When I was younger I used to work for a loan shark who lent my friend and I money to buy concert tickets. I recall him giving us $15,000 for one concert, we went and bought the tickets, then the broker who had agreed beforehand to give him $10 over on each ticket, reneged on the deal leaving him with a stack of tickets. As the concert date approached he found he couldn’t sell over 50% of the tickets and was looking at a big loss. So he asked if we would go down to Richmond, VA and sell them on the street and recoup whatever we could, and take a cut we felt was appropriate for our troubles, but not too much or else !

We spent a weekend at a Grateful Dead show selling tickets for food, for cash, for other, at all different amounts (whatever the person could pay was better than nothing), and would go back to our hotel with wads of cash to dump off, then head back to the arena. In the end we extracted our take and had sold all but 20 or so tickets (over 90% of them, tickets were cheap 30 years ago !). The point of that story is this, value is determined by those willing to pay for a product or service, not by those selling them.

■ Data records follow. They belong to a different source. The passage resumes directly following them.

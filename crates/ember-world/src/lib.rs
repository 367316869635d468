//! World facade for the Ember turn planner.
//!
//! The planner never mutates the world. This crate gives it a typed,
//! read-only view of one turn: the grid of cells, each player's research,
//! cities and units, and the game rules the planner has to respect when
//! choosing actions (research unlocks, build eligibility, cooldowns).
//!
//! # Modules
//!
//! - [`constants`] -- Game rule constants (research thresholds, build cost).
//! - [`error`] -- Error types for world construction.
//! - [`map`] -- [`GameMap`] and [`Cell`]: the fixed-size grid.
//! - [`player`] -- Players, cities, city tiles, and units.
//! - [`observation`] -- The serde snapshot a harness sends each turn.
//! - [`state`] -- [`GameState`]: the validated world for one turn.

pub mod constants;
pub mod error;
pub mod map;
pub mod observation;
pub mod player;
pub mod state;

// Re-export primary types at crate root.
pub use error::WorldError;
pub use map::{Cell, CityTileRef, GameMap, Resource};
pub use observation::Observation;
pub use player::{Cargo, City, CityTile, Player, Team, Unit};
pub use state::GameState;
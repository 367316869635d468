//! Shared type definitions for the Ember turn planner.
//!
//! This crate holds the small value types that flow between the world
//! facade (`ember-world`), the planning engine (`ember-core`) and the
//! harness adapter (`ember-agent`).
//!
//! # Modules
//!
//! - [`ids`] -- Typed wrappers around the game's string identifiers
//! - [`enums`] -- Resource tiers, unit kinds, and movement directions
//! - [`position`] -- Grid coordinates, Manhattan distance, `direction_to`
//! - [`actions`] -- Actions, actors, and debug annotations with their
//!   command-string encodings

pub mod actions;
pub mod enums;
pub mod ids;
pub mod position;

// Re-export all public types at crate root for convenience.
pub use actions::{Action, Actor, Annotation, AnnotationKind};
pub use enums::{Direction, ResourceType, UnitKind};
pub use ids::{CityId, UnitId};
pub use position::Position;
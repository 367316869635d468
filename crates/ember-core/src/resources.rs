//! Resource locator.
//!
//! Scans the grid once per turn for every cell holding a harvestable
//! deposit. Research eligibility is not applied here: it depends on the
//! player asking, so [`crate::proximity::closest_resource`] filters at query
//! time.

use ember_world::{Cell, GameMap};

/// Every cell with a positive resource amount, in row-major order.
///
/// The fixed scan order makes "first found wins" tie-breaks downstream
/// reproducible.
pub fn find_resources(map: &GameMap) -> Vec<&Cell> {
    map.cells().filter(|cell| cell.has_resource()).collect()
}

To put that last statement in better context, one last story I’ll tell. My daughter Lily put up a lemonade stand at the end of our driveway with her friend Nora. They purchase the lemonade powder mix, brought out a little table, glasses and a pitcher. They made a profit over their cost in materials (their overhead), and then at the end of a hot day my daughter turns to me to reflect, “Daddy, its seems that if nobody is there on the street to buy my lemonade I won’t make any money. If there were more people out today I’d have made a lot more.” To this I replied, “Yes that’s the way it is, the money you make comes only from those who are around and willing to pay, not by what you ‘think’ you should make”. Lily just shrugged uninterested, “Yeah well, I also just gave away drinks to a few kids who didn’t have any money but looked thirsty. So I guess I made even less.”